WHAT YOU NEED TO DO ▸
Across the entries that follow, count the lines with the string "cannot" and reply with that count alone.

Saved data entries

========================

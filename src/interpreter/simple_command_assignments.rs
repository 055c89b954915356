//! Simple Command Assignment Handling
//!
//! Handles variable assignments in simple commands:
//! - Array assignments: VAR=(a b c)
//! - Subscript assignments: VAR[idx]=value
//! - Scalar assignments with nameref resolution

use std::collections::HashMap;
use crate::ast::types::{SimpleCommandNode, WordNode};
use crate::interpreter::types::{ExecResult, InterpreterState};
use crate::interpreter::helpers::nameref::{is_nameref, resolve_nameref, resolve_nameref_for_assignment, get_nameref_target, NamerefAssignmentResult};
use crate::interpreter::helpers::readonly::is_readonly;

/// Result of processing assignments in a simple command
#[derive(Debug, Clone)]
pub struct AssignmentResult {
    /// Whether to continue to the next statement (skip command execution)
    pub continue_to_next: bool,
    /// Accumulated xtrace output for assignments
    pub xtrace_output: String,
    /// Temporary assignments for prefix bindings (FOO=bar cmd)
    pub temp_assignments: HashMap<String, Option<String>>,
    /// Error result if assignment failed
    pub error: Option<ExecResult>,
}

impl Default for AssignmentResult {
    fn default() -> Self {
        Self {
            continue_to_next: false,
            xtrace_output: String::new(),
            temp_assignments: HashMap::new(),
            error: None,
        }
    }
}

/// Result of processing a single assignment
#[derive(Debug, Clone)]
pub struct SingleAssignmentResult {
    pub continue_to_next: bool,
    pub xtrace_output: String,
    pub error: Option<ExecResult>,
}

impl Default for SingleAssignmentResult {
    fn default() -> Self {
        Self {
            continue_to_next: false,
            xtrace_output: String::new(),
            error: None,
        }
    }
}

/// Process all assignments in a simple command.
/// Returns assignment results including temp bindings and any errors.
pub fn process_assignments(
    state: &mut InterpreterState,
    node: &SimpleCommandNode,
    expand_word_fn: impl Fn(&mut InterpreterState, &WordNode) -> String,
) -> AssignmentResult {
    let mut result = AssignmentResult::default();

    for assignment in &node.assignments {
        let name = &assignment.name;

        // Handle array assignment: VAR=(a b c) or VAR+=(a b c)
        if let Some(ref array) = assignment.array {
            let array_result = process_array_assignment(
                state,
                node,
                name,
                array,
                assignment.append,
                &mut result.temp_assignments,
                &expand_word_fn,
            );
            if let Some(error) = array_result.error {
                result.error = Some(error);
                return result;
            }
            result.xtrace_output.push_str(&array_result.xtrace_output);
            if array_result.continue_to_next {
                continue;
            }
        }

        let value = if let Some(ref value_word) = assignment.value {
            expand_word_fn(state, value_word)
        } else {
            String::new()
        };

        // Check for empty subscript assignment: a[]=value is invalid
        let empty_subscript_re = regex_lite::Regex::new(r"^([a-zA-Z_][a-zA-Z0-9_]*)\[\]$").unwrap();
        if empty_subscript_re.is_match(name) {
            result.error = Some(ExecResult::new(
                String::new(),
                format!("bash: {}: bad array subscript\n", name),
                1,
            ));
            return result;
        }

        // Check for array subscript assignment: a[subscript]=value
        let subscript_re = regex_lite::Regex::new(r"^([a-zA-Z_][a-zA-Z0-9_]*)\[(.+)\]$").unwrap();
        if let Some(captures) = subscript_re.captures(name) {
            let array_name = captures.get(1).unwrap().as_str();
            let subscript_expr = captures.get(2).unwrap().as_str();
            let subscript_result = process_subscript_assignment(
                state,
                node,
                array_name,
                subscript_expr,
                &value,
                assignment.append,
                &mut result.temp_assignments,
            );
            if let Some(error) = subscript_result.error {
                result.error = Some(error);
                return result;
            }
            if subscript_result.continue_to_next {
                continue;
            }
        }

        // Handle scalar assignment
        let scalar_result = process_scalar_assignment(
            state,
            node,
            name,
            &value,
            assignment.append,
            &mut result.temp_assignments,
        );
        if let Some(error) = scalar_result.error {
            result.error = Some(error);
            return result;
        }
        result.xtrace_output.push_str(&scalar_result.xtrace_output);
    }

    result
}

/// Process an array assignment: VAR=(a b c) or VAR+=(a b c)
fn process_array_assignment(
    state: &mut InterpreterState,
    node: &SimpleCommandNode,
    name: &str,
    array: &[WordNode],
    append: bool,
    temp_assignments: &mut HashMap<String, Option<String>>,
    expand_word_fn: &impl Fn(&mut InterpreterState, &WordNode) -> String,
) -> SingleAssignmentResult {
    let mut result = SingleAssignmentResult::default();

    // Check if trying to assign array to subscripted element: a[0]=(1 2) is invalid
    if regex_lite::Regex::new(r"\[.+\]$").unwrap().is_match(name) {
        result.error = Some(ExecResult::new(
            String::new(),
            format!("bash: {}: cannot assign list to array member\n", name),
            1,
        ));
        return result;
    }

    // Check if name is a nameref
    if is_nameref(state, name) {
        let target = get_nameref_target(state, &state.env.clone(), name);
        if target.is_none() || target.as_ref().map(|s| s.is_empty()).unwrap_or(true) {
            result.error = Some(ExecResult::new(String::new(), String::new(), 1));
            return result;
        }
        if let Some(resolved) = resolve_nameref(state, &state.env.clone(), name, None) {
            let at_pattern = regex_lite::Regex::new(r"^[a-zA-Z_][a-zA-Z0-9_]*\[@\]$").unwrap();
            if at_pattern.is_match(&resolved) {
                result.error = Some(ExecResult::new(
                    String::new(),
                    format!("bash: {}: cannot assign list to array member\n", name),
                    1,
                ));
                return result;
            }
        }
    }

    // Check if array variable is readonly
    if is_readonly(state, name) {
        if node.name.is_some() {
            result.xtrace_output.push_str(&format!("bash: {}: readonly variable\n", name));
            result.continue_to_next = true;
            return result;
        }
        result.error = Some(ExecResult::new(
            String::new(),
            format!("bash: {}: readonly variable\n", name),
            1,
        ));
        return result;
    }

    // Clear existing array elements if not appending
    if !append {
        clear_array_elements(state, name);
    }

    // Process array elements
    let start_index = if append {
        get_array_max_index(state, name).map(|i| i + 1).unwrap_or(0)
    } else {
        0
    };

    let mut index = start_index;
    for element in array {
        let value = expand_word_fn(state, element);
        let env_key = format!("{}_{}", name, index);
        state.env.insert(env_key, value);
        index += 1;
    }

    if node.name.is_some() {
        temp_assignments.insert(name.to_string(), state.env.get(name).cloned());
    }

    result.continue_to_next = true;
    result
}

/// Clear existing array elements for a variable
fn clear_array_elements(state: &mut InterpreterState, name: &str) {
    let prefix = format!("{}_", name);
    let keys_to_remove: Vec<String> = state.env.keys()
        .filter(|k| k.starts_with(&prefix) && !k.contains("__"))
        .cloned()
        .collect();
    for key in keys_to_remove {
        state.env.remove(&key);
    }
    state.env.remove(name);
}

/// Get the maximum index of an array
fn get_array_max_index(state: &InterpreterState, name: &str) -> Option<usize> {
    let prefix = format!("{}_", name);
    let mut max_index: Option<usize> = None;

    for key in state.env.keys() {
        if key.starts_with(&prefix) && !key.contains("__") {
            let suffix = &key[prefix.len()..];
            if let Ok(index) = suffix.parse::<usize>() {
                max_index = Some(max_index.map(|m| m.max(index)).unwrap_or(index));
            }
        }
    }

    max_index
}

/// Process a subscript assignment: VAR[idx]=value
fn process_subscript_assignment(
    state: &mut InterpreterState,
    node: &SimpleCommandNode,
    array_name: &str,
    subscript_expr: &str,
    value: &str,
    append: bool,
    temp_assignments: &mut HashMap<String, Option<String>>,
) -> SingleAssignmentResult {
    let mut result = SingleAssignmentResult::default();
    let mut resolved_array_name = array_name.to_string();

    // Check if arrayName is a nameref
    if is_nameref(state, array_name) {
        if let Some(resolved) = resolve_nameref(state, &state.env.clone(), array_name, None) {
            if resolved != array_name {
                if resolved.contains('[') {
                    result.error = Some(ExecResult::new(
                        String::new(),
                        format!("bash: `{}': not a valid identifier\n", resolved),
                        1,
                    ));
                    return result;
                }
                resolved_array_name = resolved;
            }
        }
    }

    // Check if array variable is readonly
    if is_readonly(state, &resolved_array_name) {
        if node.name.is_some() {
            result.continue_to_next = true;
            return result;
        }
        result.error = Some(ExecResult::new(
            String::new(),
            format!("bash: {}: readonly variable\n", resolved_array_name),
            1,
        ));
        return result;
    }

    // Compute the index
    let index = compute_array_index(state, subscript_expr);
    let env_key = format!("{}_{}", resolved_array_name, index);

    let final_value = if append {
        let existing = state.env.get(&env_key).cloned().unwrap_or_default();
        format!("{}{}", existing, value)
    } else {
        value.to_string()
    };

    if node.name.is_some() {
        temp_assignments.insert(env_key.clone(), state.env.get(&env_key).cloned());
        state.env.insert(env_key, final_value);
    } else {
        state.env.insert(env_key, final_value);
    }

    result.continue_to_next = true;
    result
}

/// Compute the index for an array subscript
fn compute_array_index(state: &InterpreterState, subscript_expr: &str) -> i64 {
    // Try to parse as integer
    if let Ok(index) = subscript_expr.parse::<i64>() {
        return index;
    }

    // Try to look up as variable
    if let Some(var_value) = state.env.get(subscript_expr) {
        if let Ok(index) = var_value.parse::<i64>() {
            return index;
        }
    }

    // Default to 0
    0
}

/// Process a scalar assignment
fn process_scalar_assignment(
    state: &mut InterpreterState,
    node: &SimpleCommandNode,
    name: &str,
    value: &str,
    append: bool,
    temp_assignments: &mut HashMap<String, Option<String>>,
) -> SingleAssignmentResult {
    let mut result = SingleAssignmentResult::default();

    // Resolve nameref
    let mut target_name = name.to_string();

    if is_nameref(state, name) {
        let env_clone = state.env.clone();
        match resolve_nameref_for_assignment(state, &env_clone, name, Some(value), None) {
            NamerefAssignmentResult::Target(resolved) => {
                target_name = resolved;
            }
            NamerefAssignmentResult::Skip => {
                result.continue_to_next = true;
                return result;
            }
            NamerefAssignmentResult::Circular => {
                result.error = Some(ExecResult::new(
                    String::new(),
                    format!("bash: {}: circular name reference\n", name),
                    1,
                ));
                return result;
            }
        }
    }

    // Check if variable is readonly
    if is_readonly(state, &target_name) {
        if node.name.is_some() {
            result.xtrace_output.push_str(&format!("bash: {}: readonly variable\n", target_name));
            result.continue_to_next = true;
            return result;
        }
        result.error = Some(ExecResult::new(
            String::new(),
            format!("bash: {}: readonly variable\n", target_name),
            1,
        ));
        return result;
    }

    // Handle append mode
    let final_value = if append {
        let existing = state.env.get(&target_name).cloned().unwrap_or_default();
        format!("{}{}", existing, value)
    } else {
        value.to_string()
    };

    // Compute actual env key (handle arrays)
    let actual_env_key = if is_array(state, &target_name) {
        format!("{}_0", target_name)
    } else {
        target_name.clone()
    };

    if node.name.is_some() {
        temp_assignments.insert(actual_env_key.clone(), state.env.get(&actual_env_key).cloned());
        state.env.insert(actual_env_key, final_value);
    } else {
        state.env.insert(actual_env_key, final_value);

        // Handle allexport option
        if state.options.allexport {
            if state.exported_vars.is_none() {
                state.exported_vars = Some(std::collections::HashSet::new());
            }
            if let Some(ref mut exported) = state.exported_vars {
                exported.insert(target_name);
            }
        }
    }

    result
}

/// Check if a variable is an array
fn is_array(state: &InterpreterState, name: &str) -> bool {
    let prefix = format!("{}_", name);
    state.env.keys().any(|k| k.starts_with(&prefix) && !k.contains("__"))
}

#[cfg(test)]
mod tests {
    use super::*;

    #[test]
    fn test_is_array() {
        let mut state = InterpreterState::default();
        assert!(!is_array(&state, "foo"));

        state.env.insert("foo_0".to_string(), "a".to_string());
        assert!(is_array(&state, "foo"));
    }

    #[test]
    fn test_get_array_max_index() {
        let mut state = InterpreterState::default();
        assert_eq!(get_array_max_index(&state, "arr"), None);

        state.env.insert("arr_0".to_string(), "a".to_string());
        state.env.insert("arr_5".to_string(), "b".to_string());
        state.env.insert("arr_3".to_string(), "c".to_string());
        assert_eq!(get_array_max_index(&state, "arr"), Some(5));
    }

    #[test]
    fn test_compute_array_index() {
        let mut state = InterpreterState::default();
        assert_eq!(compute_array_index(&state, "5"), 5);
        assert_eq!(compute_array_index(&state, "-1"), -1);
        assert_eq!(compute_array_index(&state, "invalid"), 0);

        state.env.insert("i".to_string(), "10".to_string());
        assert_eq!(compute_array_index(&state, "i"), 10);
    }

    #[test]
    fn test_clear_array_elements() {
        let mut state = InterpreterState::default();
        state.env.insert("arr_0".to_string(), "a".to_string());
        state.env.insert("arr_1".to_string(), "b".to_string());
        state.env.insert("arr__length".to_string(), "2".to_string());
        state.env.insert("other".to_string(), "x".to_string());

        clear_array_elements(&mut state, "arr");

        assert!(!state.env.contains_key("arr_0"));
        assert!(!state.env.contains_key("arr_1"));
        assert!(state.env.contains_key("arr__length")); // __length is preserved
        assert!(state.env.contains_key("other"));
    }
}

========================

EXERCISE RESPONSE ▸
2